Prototypical MMT discussions mention that currency issuers are not like households, that the only constraint they have on spending is real resources, as in inflation. So why is this message met with such resistance?
One is that, as Murphy’s title makes clear, that governments (or at least national governments in large nation states) wield more power than the private sector. Witness the post-crisis rescues of financial institutions as well as automakers, or how governments all over the world propped up spending during Covid. But if you are in the Anglospehere, you’ve been indoctrinated to regard government activity as crowding out commerce, or worst, that the private sector is more efficient than the state. Oh, and that taxes are theft.
Consider Mikhail Kalecki’s seminal article, The Political Obstacles to Achieving Full Employment. The impediment is that even though businessmen would make more money under full employment, they would also have less social/status difference with labor. On top of that, the state playing a more active role in the economy would additionally reduce the importance of the commercial sector and impair its claims to being indispensable.
The resistance to taking advantage of the flexibility of a fiat currency is in large measure due to campaigns to discredit the idea of government intervention, when oddly no one made much noise about the >$162 billion sent to the Project Ukraine burn pit.
However, MMT proponents, IMHO, do themselves a disservice by not mentioning the role of tax in draining demand/checking inflation often enough. That feeds into the “This sounds too much like a free lunch” reaction. Even the policies that broke the gold standard are not framed well. You often hear commentators casually say that in the 1960s, the Federal government “spent too much” between LBJ’s Great Society programs, the Man on the Moon, and the Vietnam War.

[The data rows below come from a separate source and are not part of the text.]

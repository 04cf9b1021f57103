//! HTTP receiver double for webhook delivery tests.
//!
//! Wraps a wiremock server and exposes the requests it received in a form
//! that signature checks and payload assertions can use directly.

use std::{collections::HashMap, time::Duration};

use bytes::Bytes;
use serde_json::Value;
use wiremock::{
    matchers::{method, path},
    Mock, MockServer as WiremockServer, ResponseTemplate,
};

/// HTTP mock server standing in for a subscriber endpoint.
pub struct MockServer {
    server: WiremockServer,
}

/// Canned subscriber response.
#[derive(Debug, Clone, PartialEq, Eq)]
pub enum MockResponse {
    /// Answer with `status` and `body`.
    Status {
        /// HTTP status code
        status: u16,
        /// Response body
        body: String,
    },
    /// Answer 200 after `delay`, long enough to trip a client timeout.
    Delayed {
        /// Delay before responding
        delay: Duration,
    },
}

impl MockResponse {
    /// 200 with an empty body.
    pub fn ok() -> Self {
        Self::Status { status: 200, body: String::new() }
    }

    /// Given status with an empty body.
    pub fn status(status: u16) -> Self {
        Self::Status { status, body: String::new() }
    }

    fn template(&self) -> ResponseTemplate {
        match self {
            Self::Status { status, body } => {
                ResponseTemplate::new(*status).set_body_string(body.clone())
            },
            Self::Delayed { delay } => ResponseTemplate::new(200).set_delay(*delay),
        }
    }
}

/// A request received by the mock server.
#[derive(Debug, Clone)]
pub struct RecordedRequest {
    /// HTTP method.
    pub method: String,
    /// Request path.
    pub path: String,
    /// Headers with lowercase names.
    pub headers: HashMap<String, String>,
    /// Raw body.
    pub body: Bytes,
}

impl RecordedRequest {
    /// Returns a header by case-insensitive name.
    pub fn header(&self, name: &str) -> Option<&str> {
        self.headers.get(&name.to_ascii_lowercase()).map(String::as_str)
    }

    /// Parses the body as JSON.
    pub fn json(&self) -> Option<Value> {
        serde_json::from_slice(&self.body).ok()
    }
}

impl MockServer {
    /// Starts a new mock server on a random port.
    pub async fn start() -> Self {
        Self { server: WiremockServer::start().await }
    }

    /// Returns the base URL of the mock server.
    pub fn url(&self) -> String {
        self.server.uri()
    }

    /// Returns the URL of `path` on the mock server.
    pub fn endpoint(&self, path: &str) -> String {
        format!("{}{path}", self.server.uri())
    }

    /// Answers every POST to `endpoint_path` with `response`.
    pub async fn respond(&self, endpoint_path: &str, response: MockResponse) {
        Mock::given(method("POST"))
            .and(path(endpoint_path))
            .respond_with(response.template())
            .mount(&self.server)
            .await;
    }

    /// Answers successive POSTs to `endpoint_path` with `statuses` in order.
    ///
    /// The last status keeps answering once the sequence is used up.
    pub async fn respond_sequence(&self, endpoint_path: &str, statuses: &[u16]) {
        let Some((last, leading)) = statuses.split_last() else {
            return;
        };

        for status in leading {
            Mock::given(method("POST"))
                .and(path(endpoint_path))
                .respond_with(ResponseTemplate::new(*status))
                .up_to_n_times(1)
                .mount(&self.server)
                .await;
        }
        self.respond(endpoint_path, MockResponse::status(*last)).await;
    }

    /// Returns all requests received by the server, oldest first.
    pub async fn received_requests(&self) -> Vec<RecordedRequest> {
        self.server
            .received_requests()
            .await
            .unwrap_or_default()
            .into_iter()
            .map(|request| RecordedRequest {
                method: request.method.to_string(),
                path: request.url.path().to_string(),
                headers: request
                    .headers
                    .iter()
                    .filter_map(|(name, value)| {
                        value.to_str().ok().map(|v| (name.as_str().to_string(), v.to_string()))
                    })
                    .collect(),
                body: Bytes::from(request.body),
            })
            .collect()
    }

    /// Returns the requests received on `endpoint_path`.
    pub async fn requests_to(&self, endpoint_path: &str) -> Vec<RecordedRequest> {
        self.received_requests().await.into_iter().filter(|r| r.path == endpoint_path).collect()
    }

    /// Asserts that exactly `expected` requests were received.
    pub async fn assert_request_count(&self, expected: usize) {
        let requests = self.received_requests().await;
        assert_eq!(
            requests.len(),
            expected,
            "expected {} requests, received {}",
            expected,
            requests.len()
        );
    }
}
//! Integration tests for the PostgreSQL repositories.
//!
//! Each test runs against its own database created from `DATABASE_URL` and
//! returns early when no server is configured.

use chrono::{DateTime, Duration, TimeZone, Utc};
use courier_core::{
    storage::Storage, AccountId, CampaignId, CoreError, DeliveryId, DeliveryStatus,
    DeliveryUpdate, Webhook, WebhookDelivery, WebhookId, WebhookStatus,
};
use courier_testing::{TestDatabase, WebhookBuilder};
use serde_json::json;

async fn database() -> Option<TestDatabase> {
    TestDatabase::from_env().await.unwrap()
}

fn now() -> DateTime<Utc> {
    Utc.with_ymd_and_hms(2024, 6, 1, 12, 0, 0).unwrap()
}

async fn insert_webhook(storage: &Storage, webhook: Webhook) -> Webhook {
    storage.webhooks.create(&webhook).await.unwrap();
    webhook
}

async fn insert_delivery(
    storage: &Storage,
    webhook: &Webhook,
    configure: impl FnOnce(&mut WebhookDelivery),
) -> DeliveryId {
    let mut delivery = WebhookDelivery::pending(
        DeliveryId::new(),
        webhook.id,
        "user.created",
        json!({"type": "user.created", "data": {"user_id": "usr_1"}}),
        now(),
    );
    configure(&mut delivery);
    storage.webhook_deliveries.create(&delivery).await.unwrap()
}

#[tokio::test]
async fn health_check_and_repeated_migration() {
    let Some(db) = database().await else { return };
    let storage = db.storage();

    assert!(storage.health_check().await.is_ok());
    storage.migrate().await.unwrap();

    db.drop_database().await.unwrap();
}

#[tokio::test]
async fn webhook_columns_round_trip() {
    let Some(db) = database().await else { return };
    let storage = db.storage();

    let campaign_id = CampaignId::new();
    let webhook = insert_webhook(
        &storage,
        WebhookBuilder::new()
            .campaign(campaign_id)
            .url("https://example.com/hooks")
            .secret("whsec_fixed")
            .events(&["user.created", "order.paid"])
            .status(WebhookStatus::Paused)
            .retries_disabled()
            .max_retries(7)
            .build(),
    )
    .await;

    let found = storage.webhooks.find_by_id(webhook.id).await.unwrap().unwrap();
    assert_eq!(found.account_id, webhook.account_id);
    assert_eq!(found.campaign_id, Some(campaign_id));
    assert_eq!(found.url, "https://example.com/hooks");
    assert_eq!(found.secret, "whsec_fixed");
    assert_eq!(found.events, vec!["user.created".to_string(), "order.paid".to_string()]);
    assert_eq!(found.status, WebhookStatus::Paused);
    assert!(!found.retry_enabled);
    assert_eq!(found.max_retries, 7);
    assert_eq!((found.sent_count, found.failed_count), (0, 0));
    assert!(found.deleted_at.is_none());

    assert!(storage.webhooks.find_by_id(WebhookId::new()).await.unwrap().is_none());

    db.drop_database().await.unwrap();
}

#[tokio::test]
async fn find_by_account_includes_deleted_and_excludes_other_accounts() {
    let Some(db) = database().await else { return };
    let storage = db.storage();

    let account_id = AccountId::new();
    let live = insert_webhook(&storage, WebhookBuilder::new().account(account_id).build()).await;
    let deleted =
        insert_webhook(&storage, WebhookBuilder::new().account(account_id).deleted().build())
            .await;
    insert_webhook(&storage, WebhookBuilder::new().build()).await;

    let mut ids: Vec<_> = storage
        .webhooks
        .find_by_account(account_id)
        .await
        .unwrap()
        .into_iter()
        .map(|w| w.id)
        .collect();
    ids.sort();
    let mut expected = vec![live.id, deleted.id];
    expected.sort();
    assert_eq!(ids, expected);

    db.drop_database().await.unwrap();
}

#[tokio::test]
async fn concurrent_counter_increments_are_not_lost() {
    let Some(db) = database().await else { return };
    let storage = db.storage();
    let webhook_id = insert_webhook(&storage, WebhookBuilder::new().build()).await.id;

    let mut handles = Vec::new();
    for i in 0..12 {
        let webhooks = storage.webhooks.clone();
        handles.push(tokio::spawn(async move {
            if i % 4 == 0 {
                webhooks.increment_failed(webhook_id).await
            } else {
                webhooks.increment_sent(webhook_id).await
            }
        }));
    }
    for handle in handles {
        handle.await.unwrap().unwrap();
    }

    let found = storage.webhooks.find_by_id(webhook_id).await.unwrap().unwrap();
    assert_eq!(found.sent_count, 9);
    assert_eq!(found.failed_count, 3);

    db.drop_database().await.unwrap();
}

#[tokio::test]
async fn delivery_columns_round_trip() {
    let Some(db) = database().await else { return };
    let storage = db.storage();
    let webhook = insert_webhook(&storage, WebhookBuilder::new().build()).await;

    let retry_at = now() + Duration::seconds(32);
    let id = insert_delivery(&storage, &webhook, |d| d.next_retry_at = Some(retry_at)).await;

    let found = storage.webhook_deliveries.find_by_id(id).await.unwrap().unwrap();
    assert_eq!(found.webhook_id, webhook.id);
    assert_eq!(found.event_type, "user.created");
    assert_eq!(found.payload["data"]["user_id"], "usr_1");
    assert_eq!(found.status, DeliveryStatus::Pending);
    assert_eq!(found.attempt_number, 1);
    assert_eq!(found.next_retry_at, Some(retry_at));
    assert_eq!(found.created_at, now());

    db.drop_database().await.unwrap();
}

#[tokio::test]
async fn delivery_for_unknown_webhook_is_rejected() {
    let Some(db) = database().await else { return };
    let storage = db.storage();
    let orphan = WebhookBuilder::new().build();

    let delivery = WebhookDelivery::pending(
        DeliveryId::new(),
        orphan.id,
        "user.created",
        json!({}),
        now(),
    );
    let err = storage.webhook_deliveries.create(&delivery).await.unwrap_err();

    assert!(matches!(err, CoreError::ConstraintViolation(_)));

    db.drop_database().await.unwrap();
}

#[tokio::test]
async fn successful_delivery_rejects_further_writes() {
    let Some(db) = database().await else { return };
    let storage = db.storage();
    let webhook = insert_webhook(&storage, WebhookBuilder::new().build()).await;
    let id = insert_delivery(&storage, &webhook, |_| {}).await;

    let delivered = DeliveryUpdate {
        status: DeliveryStatus::Success,
        response_status: Some(200),
        response_body: Some("OK".to_string()),
        response_duration_ms: Some(12),
        error_message: None,
        next_retry_at: None,
    };
    storage.webhook_deliveries.update_status(id, &delivered).await.unwrap();

    let err = storage
        .webhook_deliveries
        .update_status(id, &DeliveryUpdate::abandoned("late write"))
        .await
        .unwrap_err();
    assert!(matches!(err, CoreError::NotFound(_)));

    let err = storage.webhook_deliveries.increment_attempt(id, None).await.unwrap_err();
    assert!(matches!(err, CoreError::NotFound(_)));

    let found = storage.webhook_deliveries.find_by_id(id).await.unwrap().unwrap();
    assert_eq!(found.status, DeliveryStatus::Success);
    assert_eq!(found.response_status, Some(200));
    assert_eq!(found.response_body.as_deref(), Some("OK"));
    assert_eq!(found.response_duration_ms, Some(12));
    assert_eq!(found.attempt_number, 1);

    db.drop_database().await.unwrap();
}

#[tokio::test]
async fn failed_delivery_can_be_closed_but_not_claimed() {
    let Some(db) = database().await else { return };
    let storage = db.storage();
    let webhook = insert_webhook(&storage, WebhookBuilder::new().build()).await;
    let id = insert_delivery(&storage, &webhook, |_| {}).await;

    let retry_at = now() + Duration::seconds(10);
    assert_eq!(
        storage.webhook_deliveries.increment_attempt(id, Some(retry_at)).await.unwrap(),
        2
    );
    let found = storage.webhook_deliveries.find_by_id(id).await.unwrap().unwrap();
    assert_eq!(found.next_retry_at, Some(retry_at));

    storage
        .webhook_deliveries
        .update_status(id, &DeliveryUpdate::abandoned("webhook was deleted"))
        .await
        .unwrap();

    let err = storage.webhook_deliveries.increment_attempt(id, None).await.unwrap_err();
    assert!(matches!(err, CoreError::NotFound(_)));

    let found = storage.webhook_deliveries.find_by_id(id).await.unwrap().unwrap();
    assert_eq!(found.status, DeliveryStatus::Failed);
    assert_eq!(found.attempt_number, 2);
    assert_eq!(found.next_retry_at, None);
    assert_eq!(found.error_message.as_deref(), Some("webhook was deleted"));

    db.drop_database().await.unwrap();
}

#[tokio::test]
async fn find_due_filters_orders_and_limits() {
    let Some(db) = database().await else { return };
    let storage = db.storage();
    let webhook = insert_webhook(&storage, WebhookBuilder::new().build()).await;
    let at = |seconds: i64| Some(now() + Duration::seconds(seconds));

    let due_30 = insert_delivery(&storage, &webhook, |d| d.next_retry_at = at(-30)).await;
    let due_60 = insert_delivery(&storage, &webhook, |d| d.next_retry_at = at(-60)).await;
    let due_now = insert_delivery(&storage, &webhook, |d| d.next_retry_at = at(0)).await;
    insert_delivery(&storage, &webhook, |d| d.next_retry_at = at(60)).await;
    insert_delivery(&storage, &webhook, |d| d.next_retry_at = None).await;
    insert_delivery(&storage, &webhook, |d| {
        d.status = DeliveryStatus::Failed;
        d.next_retry_at = at(-120);
    })
    .await;
    let at_ceiling = insert_delivery(&storage, &webhook, |d| {
        d.attempt_number = 5;
        d.next_retry_at = at(-90);
    })
    .await;

    let ids = |deliveries: Vec<WebhookDelivery>| -> Vec<DeliveryId> {
        deliveries.into_iter().map(|d| d.id).collect()
    };

    let due = storage.webhook_deliveries.find_due(10, 5, now()).await.unwrap();
    assert_eq!(ids(due), vec![due_60, due_30, due_now]);

    let limited = storage.webhook_deliveries.find_due(2, 5, now()).await.unwrap();
    assert_eq!(ids(limited), vec![due_60, due_30]);

    let raised = storage.webhook_deliveries.find_due(10, 6, now()).await.unwrap();
    assert_eq!(ids(raised), vec![at_ceiling, due_60, due_30, due_now]);

    db.drop_database().await.unwrap();
}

The more accurate formulation was that even members of LBJ’s economic team, such as Walter Heller, told LBJ he needed to raise taxes, that running deficits when the economy was at full employment was too stimulative and would produce inflation. LBJ refused because he believed the public would perceive that they were being hit with higher taxes to fund an unpopular war.
By Richard Murphy, Professor of Accounting Practice at Sheffield University Management School and a director of the Corporate Accountability Network. Originally published at Funding the Future
James Carville, adviser to Bill Clinton, once said that if there were reincarnation, he would like to come back as the bond market, because then he could “intimidate everybody”.
The Financial Times has repeated that line in an editorial, claiming that bond investors continue to exercise power over governments and that unless “government spending is brought under control”, financial markets will impose their will.
It will not surprise readers of this blog to know that I think this view is nonsense. It may suit bond dealers, bankers and financial journalists to repeat it, but it is built on a false premise about how governments work.
First, governments do not borrow in the way households or companies do. A household has to earn money before it can spend. A company has to make profits, or raise capital or debt, before it can invest. Governments with their own central banks do not face these constraints. When a government spends, it creates money. That is a simple fact of modern monetary systems. The Bank of England, the Federal Reserve, the Bank of Japan and most other central banks all issue the currency in which their government’s debts are denominated. They have acknowledged that fact. QE proved it. The FT and commentators deny that reality.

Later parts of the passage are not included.